Saved data entries:

--------------------

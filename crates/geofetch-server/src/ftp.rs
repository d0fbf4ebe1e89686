//! FTP study file retrieval
//!
//! Downloads every file listed at an extracted transfer location into a
//! local study directory. suppaftp only offers a synchronous stream, so the
//! whole transfer for one study runs on the blocking pool.
//!
//! There are no retries: the first connection, login, listing, or transfer
//! failure aborts the request, and any files already written stay on disk.

use std::io::Read;
use std::path::{Path, PathBuf};
use suppaftp::{types::FileType, FtpStream, Mode};
use thiserror::Error;
use tracing::{debug, info, warn};

use crate::config::FtpConfig;

/// Errors raised during study file transfer
#[derive(Debug, Error)]
pub enum TransferError {
    #[error("FTP error: {0}")]
    Ftp(#[from] suppaftp::FtpError),

    #[error("IO error: {0}")]
    Io(#[from] std::io::Error),

    #[error("Invalid transfer location: {0}")]
    InvalidLocation(String),
}

/// Downloads study files from the configured FTP server
#[derive(Clone)]
pub struct StudyFetcher {
    config: FtpConfig,
}

impl StudyFetcher {
    pub fn new(config: FtpConfig) -> Self {
        Self { config }
    }

    /// Download every file listed at `location` into `dest`.
    ///
    /// `location` is a full `ftp://host/path` URL as extracted from the
    /// record detail; the host prefix is stripped and the remainder becomes
    /// the remote working directory. Returns the number of files written.
    pub async fn download_study(&self, location: &str, dest: &Path) -> Result<usize, TransferError> {
        let remote_dir = remote_directory(location)?;

        info!(location, dest = %dest.display(), "downloading study files");

        let config = self.config.clone();
        let dest = PathBuf::from(dest);

        tokio::task::spawn_blocking(move || Self::download_study_sync(&config, &remote_dir, &dest))
            .await
            .map_err(|e| {
                TransferError::Io(std::io::Error::other(format!(
                    "FTP download task panicked: {e}"
                )))
            })?
    }

    /// Synchronous transfer of one study directory
    fn download_study_sync(
        config: &FtpConfig,
        remote_dir: &str,
        dest: &Path,
    ) -> Result<usize, TransferError> {
        debug!("Connecting to FTP server: {}:{}", config.host, config.port);

        let mut ftp = FtpStream::connect(format!("{}:{}", config.host, config.port))?;

        // Passive mode for firewall/NAT compatibility
        ftp.set_mode(Mode::Passive);

        ftp.login(&config.username, &config.password)?;
        ftp.transfer_type(FileType::Binary)?;

        debug!("Changing to remote directory: {}", remote_dir);
        ftp.cwd(remote_dir)?;

        let files = ftp.nlst(None)?;
        debug!("Remote listing returned {} entries", files.len());

        std::fs::create_dir_all(dest)?;

        let mut written = 0;
        for file in &files {
            // Some servers list full paths; keep only the final segment for
            // the local file name.
            let name = file.rsplit('/').next().unwrap_or(file);
            if name.is_empty() {
                continue;
            }

            let mut reader = ftp.retr_as_buffer(file)?;
            let mut data = Vec::new();
            reader.read_to_end(&mut data)?;

            let local_path = dest.join(name);
            std::fs::write(&local_path, &data)?;
            info!(file = %local_path.display(), bytes = data.len(), "file downloaded");
            written += 1;
        }

        if let Err(e) = ftp.quit() {
            warn!("Failed to quit FTP session gracefully: {}", e);
        }

        Ok(written)
    }
}

/// Derive the remote working directory from an `ftp://` URL by stripping
/// the scheme and host.
fn remote_directory(location: &str) -> Result<String, TransferError> {
    let without_scheme = location
        .strip_prefix("ftp://")
        .ok_or_else(|| TransferError::InvalidLocation(location.to_string()))?;

    match without_scheme.split_once('/') {
        Some((_host, path)) => Ok(format!("/{path}")),
        // URL names the host only; treat the server root as the directory
        None => Ok("/".to_string()),
    }
}
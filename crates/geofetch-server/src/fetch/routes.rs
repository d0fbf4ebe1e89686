//! Fetch routes

use axum::response::IntoResponse;
use axum::{extract::State, response::Response, routing::post, Json, Router};
use tracing::info;

use super::{pipeline, FetchOutcome, FetchRequest};
use crate::api::response::{MessageResponse, MSG_CANCELLED, MSG_SUCCESS};
use crate::api::AppState;
use crate::error::AppError;

/// Create fetch routes
pub fn fetch_routes() -> Router<AppState> {
    Router::new().route("/fetch_rnaseq_data", post(fetch_rnaseq_data))
}

/// Fetch RNA-seq study data
///
/// POST /fetch_rnaseq_data
/// Body: `{"organism": "...", "tissue"?, "data_type"?, "on_conflict"?, "redirect_dir"?}`
async fn fetch_rnaseq_data(
    State(state): State<AppState>,
    Json(request): Json<FetchRequest>,
) -> Result<Response, AppError> {
    match pipeline::run(&state, request).await? {
        FetchOutcome::Completed { studies, files } => {
            info!(studies, files, "fetch request completed");
            Ok(MessageResponse::new(MSG_SUCCESS).into_response())
        },
        FetchOutcome::Cancelled => Ok(MessageResponse::new(MSG_CANCELLED).into_response()),
    }
}
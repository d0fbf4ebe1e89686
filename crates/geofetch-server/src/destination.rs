//! Destination directory resolution
//!
//! Decides where downloaded study files land before any transfer starts.
//! Conflict handling is driven by an explicit request field instead of an
//! interactive prompt, so a request never blocks waiting for an operator:
//!
//! - base dir absent: create it and proceed (policy is irrelevant)
//! - exists + `overwrite`: recursively delete, recreate, proceed
//! - exists + `cancel`: end the request with a cancellation outcome
//! - exists + `redirect`: create a sibling directory named by the request
//!   and proceed with it instead

use serde::{Deserialize, Serialize};
use std::path::{Path, PathBuf};
use tracing::info;

use crate::error::AppError;
use crate::sanitize::sanitize;

/// How to handle an already-existing base directory
#[derive(Debug, Clone, Copy, PartialEq, Eq, Default, Serialize, Deserialize)]
#[serde(rename_all = "lowercase")]
pub enum ConflictPolicy {
    /// Delete the existing directory recursively and recreate it
    Overwrite,
    /// End the request without touching the directory. Default: the least
    /// destructive choice when the caller did not say.
    #[default]
    Cancel,
    /// Write into an alternate sibling directory named by `redirect_dir`
    Redirect,
}

/// Result of resolving the destination directory
#[derive(Debug, PartialEq, Eq)]
pub enum Resolution {
    /// Proceed with downloads into this directory
    Proceed(PathBuf),
    /// The caller chose not to overwrite; nothing was fetched
    Cancelled,
}

/// Resolve the destination directory for one request.
pub fn resolve(
    base_dir: &Path,
    policy: ConflictPolicy,
    redirect_dir: Option<&str>,
) -> Result<Resolution, AppError> {
    if !base_dir.exists() {
        std::fs::create_dir_all(base_dir)?;
        info!(dir = %base_dir.display(), "created base directory");
        return Ok(Resolution::Proceed(base_dir.to_path_buf()));
    }

    match policy {
        ConflictPolicy::Cancel => Ok(Resolution::Cancelled),
        ConflictPolicy::Overwrite => {
            std::fs::remove_dir_all(base_dir)?;
            std::fs::create_dir_all(base_dir)?;
            info!(dir = %base_dir.display(), "overwrote base directory");
            Ok(Resolution::Proceed(base_dir.to_path_buf()))
        },
        ConflictPolicy::Redirect => {
            let name = redirect_dir.map(sanitize).unwrap_or_default();
            if name.is_empty() {
                return Err(AppError::Validation(
                    "Redirect policy requires a redirect_dir name.".to_string(),
                ));
            }

            let alternate = base_dir
                .parent()
                .unwrap_or_else(|| Path::new("."))
                .join(name);
            // Idempotent if the alternate directory already exists
            std::fs::create_dir_all(&alternate)?;
            info!(dir = %alternate.display(), "redirected to alternate directory");
            Ok(Resolution::Proceed(alternate))
        },
    }
}
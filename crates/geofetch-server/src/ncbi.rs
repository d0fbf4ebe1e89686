//! NCBI E-utilities client
//!
//! Thin client over the two endpoints the service calls:
//!
//! - `esearch.fcgi` - search the GEO DataSets index (`db=gds`) and return
//!   the matching record identifiers
//! - `efetch.fcgi` - fetch the XML detail blob for one identifier
//!
//! Both calls are bounded by the configured timeout and carry the API key
//! only when one is configured. There are no retries; the caller maps any
//! transport or status failure to a generic upstream error.

use reqwest::Client;
use serde::Deserialize;
use std::time::Duration;
use tracing::debug;

use crate::config::NcbiConfig;

/// GEO DataSets database identifier for E-utilities requests
const GDS_DB: &str = "gds";

/// Envelope around the esearch JSON response
#[derive(Debug, Default, Deserialize)]
struct EsearchEnvelope {
    #[serde(default)]
    esearchresult: EsearchResult,
}

#[derive(Debug, Default, Deserialize)]
struct EsearchResult {
    #[serde(default)]
    idlist: Vec<String>,
}

/// Client for the NCBI E-utilities endpoints
#[derive(Clone)]
pub struct NcbiClient {
    client: Client,
    config: NcbiConfig,
}

impl NcbiClient {
    /// Create a new client with the configured request timeout
    pub fn new(config: NcbiConfig) -> reqwest::Result<Self> {
        let client = Client::builder()
            .timeout(Duration::from_secs(config.timeout_secs))
            .user_agent(concat!("geofetch-server/", env!("CARGO_PKG_VERSION")))
            .build()?;

        Ok(Self { client, config })
    }

    /// Search GEO DataSets for `term` and return the matching record ids.
    ///
    /// An empty list is a valid outcome ("no data found"), not an error.
    pub async fn search(&self, term: &str) -> reqwest::Result<Vec<String>> {
        let mut params: Vec<(&str, &str)> =
            vec![("db", GDS_DB), ("term", term), ("retmode", "json")];
        if let Some(key) = self.config.api_key.as_deref() {
            params.push(("api_key", key));
        }

        let envelope: EsearchEnvelope = self
            .client
            .get(&self.config.esearch_url)
            .query(&params)
            .send()
            .await?
            .error_for_status()?
            .json()
            .await?;

        let ids = envelope.esearchresult.idlist;
        debug!(term, count = ids.len(), "esearch returned identifiers");

        Ok(ids)
    }

    /// Fetch the raw XML detail blob for one record identifier.
    pub async fn fetch_detail(&self, id: &str) -> reqwest::Result<String> {
        let mut params: Vec<(&str, &str)> = vec![("db", GDS_DB), ("id", id), ("retmode", "xml")];
        if let Some(key) = self.config.api_key.as_deref() {
            params.push(("api_key", key));
        }

        let detail = self
            .client
            .get(&self.config.efetch_url)
            .query(&params)
            .send()
            .await?
            .error_for_status()?
            .text()
            .await?;

        debug!(id, bytes = detail.len(), "efetch returned detail");

        Ok(detail)
    }
}
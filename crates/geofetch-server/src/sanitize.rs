//! Input sanitization
//!
//! User-supplied query fields are reduced to a safe whitelist before they are
//! forwarded to NCBI or used to name directories.

/// Return a copy of `input` containing only ASCII letters, digits,
/// underscore, and space. All other characters are removed.
///
/// Sanitizing is idempotent; the empty string is a valid output and callers
/// must check it for required fields.
pub fn sanitize(input: &str) -> String {
    input
        .chars()
        .filter(|c| c.is_ascii_alphanumeric() || *c == '_' || *c == ' ')
        .collect()
}
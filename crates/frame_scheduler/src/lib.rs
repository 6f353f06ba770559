use serde::{Deserialize, Serialize};

/// Per-frame work budget for the render thread.
#[derive(Debug, Clone, Copy, PartialEq, Eq, Serialize, Deserialize)]
#[serde(default)]
pub struct FrameSchedulerConfig {
    pub max_uploads_per_frame: u32,
    pub min_uploads_per_frame: u32,
    pub releases_per_frame: u32,
}

impl Default for FrameSchedulerConfig {
    fn default() -> Self {
        Self {
            max_uploads_per_frame: 2,
            min_uploads_per_frame: 1,
            releases_per_frame: 4,
        }
    }
}

#[derive(Debug, Clone, Copy, PartialEq, Eq)]
pub struct FrameSchedulerInput {
    pub frame_sequence_id: u64,
    pub pending_uploads: u32,
    pub pending_releases: u32,
}

#[derive(Debug, Clone, Copy, PartialEq, Eq)]
pub struct FrameSchedulerDecision {
    pub frame_sequence_id: u64,
    pub uploads_to_process: u32,
    pub releases_to_process: u32,
}

#[derive(Debug, Clone)]
pub struct FrameScheduler {
    config: FrameSchedulerConfig,
}

impl FrameScheduler {
    pub fn new(config: FrameSchedulerConfig) -> Self {
        Self { config }
    }

    pub fn config(&self) -> FrameSchedulerConfig {
        self.config
    }

    pub fn schedule_frame(&self, input: FrameSchedulerInput) -> FrameSchedulerDecision {
        FrameSchedulerDecision {
            frame_sequence_id: input.frame_sequence_id,
            uploads_to_process: self.upload_quota_for_pending(input.pending_uploads),
            releases_to_process: self.release_quota_for_pending(input.pending_releases),
        }
    }

    fn upload_quota_for_pending(&self, pending_uploads: u32) -> u32 {
        if pending_uploads == 0 {
            return 0;
        }
        let floor = self.config.min_uploads_per_frame;
        let ceiling = self.config.max_uploads_per_frame;
        if floor > ceiling {
            panic!(
                "invalid frame scheduler config: min_uploads_per_frame ({floor}) exceeds max_uploads_per_frame ({ceiling})"
            );
        }
        pending_uploads.clamp(floor, ceiling)
    }

    fn release_quota_for_pending(&self, pending_releases: u32) -> u32 {
        pending_releases.min(self.config.releases_per_frame)
    }
}

impl Default for FrameScheduler {
    fn default() -> Self {
        Self::new(FrameSchedulerConfig::default())
    }
}
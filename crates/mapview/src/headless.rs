use std::collections::HashMap;

use protocol::{RGBA8_BYTES_PER_PIXEL, TextureHandle, TextureUploader, UploadError};
use tracing::warn;

/// CPU-only texture owner that tracks what a GPU uploader would hold.
#[derive(Debug, Default)]
pub struct HeadlessUploader {
    live: HashMap<TextureHandle, usize>,
    next_handle: u64,
    uploads: u64,
    uploaded_bytes: u64,
}

impl HeadlessUploader {
    pub fn new() -> Self {
        Self::default()
    }

    pub fn live_textures(&self) -> usize {
        self.live.len()
    }

    pub fn live_bytes(&self) -> usize {
        self.live.values().sum()
    }

    pub fn uploads(&self) -> u64 {
        self.uploads
    }

    pub fn uploaded_bytes(&self) -> u64 {
        self.uploaded_bytes
    }
}

impl TextureUploader for HeadlessUploader {
    fn upload(
        &mut self,
        width: u32,
        height: u32,
        pixels: &[u8],
    ) -> Result<TextureHandle, UploadError> {
        let expected_len = width as usize * height as usize * RGBA8_BYTES_PER_PIXEL;
        if expected_len == 0 || pixels.len() != expected_len {
            return Err(UploadError::Rejected {
                width,
                height,
                reason: format!("expected {expected_len} bytes, got {}", pixels.len()),
            });
        }
        self.next_handle += 1;
        let handle = TextureHandle(self.next_handle);
        self.live.insert(handle, pixels.len());
        self.uploads += 1;
        self.uploaded_bytes += pixels.len() as u64;
        Ok(handle)
    }

    fn free(&mut self, texture: TextureHandle) {
        if self.live.remove(&texture).is_none() {
            warn!(texture = texture.0, "free of unknown headless texture");
        }
    }
}

#[cfg(test)]
mod tests {
    use super::*;

    #[test]
    fn tracks_live_textures_and_bytes() {
        let mut uploader = HeadlessUploader::new();
        let first = uploader.upload(2, 2, &[0; 16]).expect("upload");
        let second = uploader.upload(1, 1, &[0; 4]).expect("upload");
        assert_eq!(uploader.live_textures(), 2);
        assert_eq!(uploader.live_bytes(), 20);

        uploader.free(first);
        uploader.free(first);
        assert_eq!(uploader.live_textures(), 1);
        assert_eq!(uploader.uploads(), 2);
        assert_eq!(uploader.uploaded_bytes(), 20);

        uploader.free(second);
        assert_eq!(uploader.live_bytes(), 0);
    }

    #[test]
    fn rejects_short_pixel_buffers() {
        let mut uploader = HeadlessUploader::new();
        assert!(matches!(
            uploader.upload(2, 2, &[0; 3]),
            Err(UploadError::Rejected { .. })
        ));
        assert_eq!(uploader.live_textures(), 0);
    }
}
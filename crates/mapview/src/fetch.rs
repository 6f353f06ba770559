use std::io;
use std::path::{Path, PathBuf};
use std::thread;
use std::time::Duration;

use protocol::{FetchError, RGBA8_BYTES_PER_PIXEL, RawImage, TileFetcher, TileKey};
use tracing::debug;

/// Reads pre-rendered tiles from `{root}/{z}/{x}/{y}.{extension}`.
#[derive(Debug, Clone)]
pub struct DirectoryFetcher {
    root: PathBuf,
    extension: String,
}

impl DirectoryFetcher {
    pub fn new(root: impl Into<PathBuf>, extension: impl Into<String>) -> Self {
        Self {
            root: root.into(),
            extension: extension.into(),
        }
    }

    pub fn root(&self) -> &Path {
        &self.root
    }

    pub fn tile_path(&self, key: TileKey) -> PathBuf {
        self.root
            .join(key.zoom.to_string())
            .join(key.x.to_string())
            .join(format!("{}.{}", key.y, self.extension))
    }
}

impl TileFetcher for DirectoryFetcher {
    fn fetch(&self, key: TileKey) -> Result<RawImage, FetchError> {
        let path = self.tile_path(key);
        let reader = image::ImageReader::open(&path).map_err(|error| match error.kind() {
            io::ErrorKind::NotFound => FetchError::NotFound { key },
            _ => FetchError::Io {
                key,
                reason: format!("{}: {error}", path.display()),
            },
        })?;
        let decoded = reader
            .decode()
            .map_err(|error| FetchError::Malformed {
                reason: format!("{}: {error}", path.display()),
            })?
            .to_rgba8();
        debug!(%key, path = %path.display(), "tile decoded");
        RawImage::new(decoded.width(), decoded.height(), decoded.into_raw())
    }
}

/// Generates flat-colored tiles with a darker border, derived from the key so
/// every zoom level is visually distinct.
#[derive(Debug, Clone)]
pub struct SyntheticFetcher {
    tile_size: u32,
    latency: Duration,
}

impl SyntheticFetcher {
    pub fn new(tile_size: u32, latency: Duration) -> Self {
        assert!(tile_size > 0, "synthetic tile size must be non-zero");
        Self { tile_size, latency }
    }

    pub fn tile_color(key: TileKey) -> [u8; 4] {
        let mix = key
            .x
            .wrapping_mul(0x9E37_79B1)
            .wrapping_add(key.y.wrapping_mul(0x85EB_CA6B))
            .wrapping_add(u32::from(key.zoom).wrapping_mul(0xC2B2_AE35));
        [
            (mix >> 24) as u8 | 0x40,
            (mix >> 16) as u8 | 0x40,
            (mix >> 8) as u8 | 0x40,
            u8::MAX,
        ]
    }
}

impl TileFetcher for SyntheticFetcher {
    fn fetch(&self, key: TileKey) -> Result<RawImage, FetchError> {
        if !self.latency.is_zero() {
            thread::sleep(self.latency);
        }
        let size = self.tile_size as usize;
        let fill = Self::tile_color(key);
        let border = [fill[0] / 2, fill[1] / 2, fill[2] / 2, u8::MAX];
        let mut pixels = Vec::with_capacity(size * size * RGBA8_BYTES_PER_PIXEL);
        for row in 0..size {
            for column in 0..size {
                let edge = row == 0 || column == 0 || row + 1 == size || column + 1 == size;
                pixels.extend_from_slice(if edge { &border } else { &fill });
            }
        }
        RawImage::new(self.tile_size, self.tile_size, pixels)
    }
}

--------------------

### WHAT THE TASK REQUIRES
Up to and including the line with "#[derive(Debug, Error)]", please return the records exactly, beginning from their first line.

### TASK OUTPUT
filename crates/geofetch-server/src/ftp.rs
repository d0fbf4ebe1e89686
//! FTP study file retrieval
//!
//! Downloads every file listed at an extracted transfer location into a
//! local study directory. suppaftp only offers a synchronous stream, so the
//! whole transfer for one study runs on the blocking pool.
//!
//! There are no retries: the first connection, login, listing, or transfer
//! failure aborts the request, and any files already written stay on disk.

use std::io::Read;
use std::path::{Path, PathBuf};
use suppaftp::{types::FileType, FtpStream, Mode};
use thiserror::Error;
use tracing::{debug, info, warn};

use crate::config::FtpConfig;

/// Errors raised during study file transfer
#[derive(Debug, Error)]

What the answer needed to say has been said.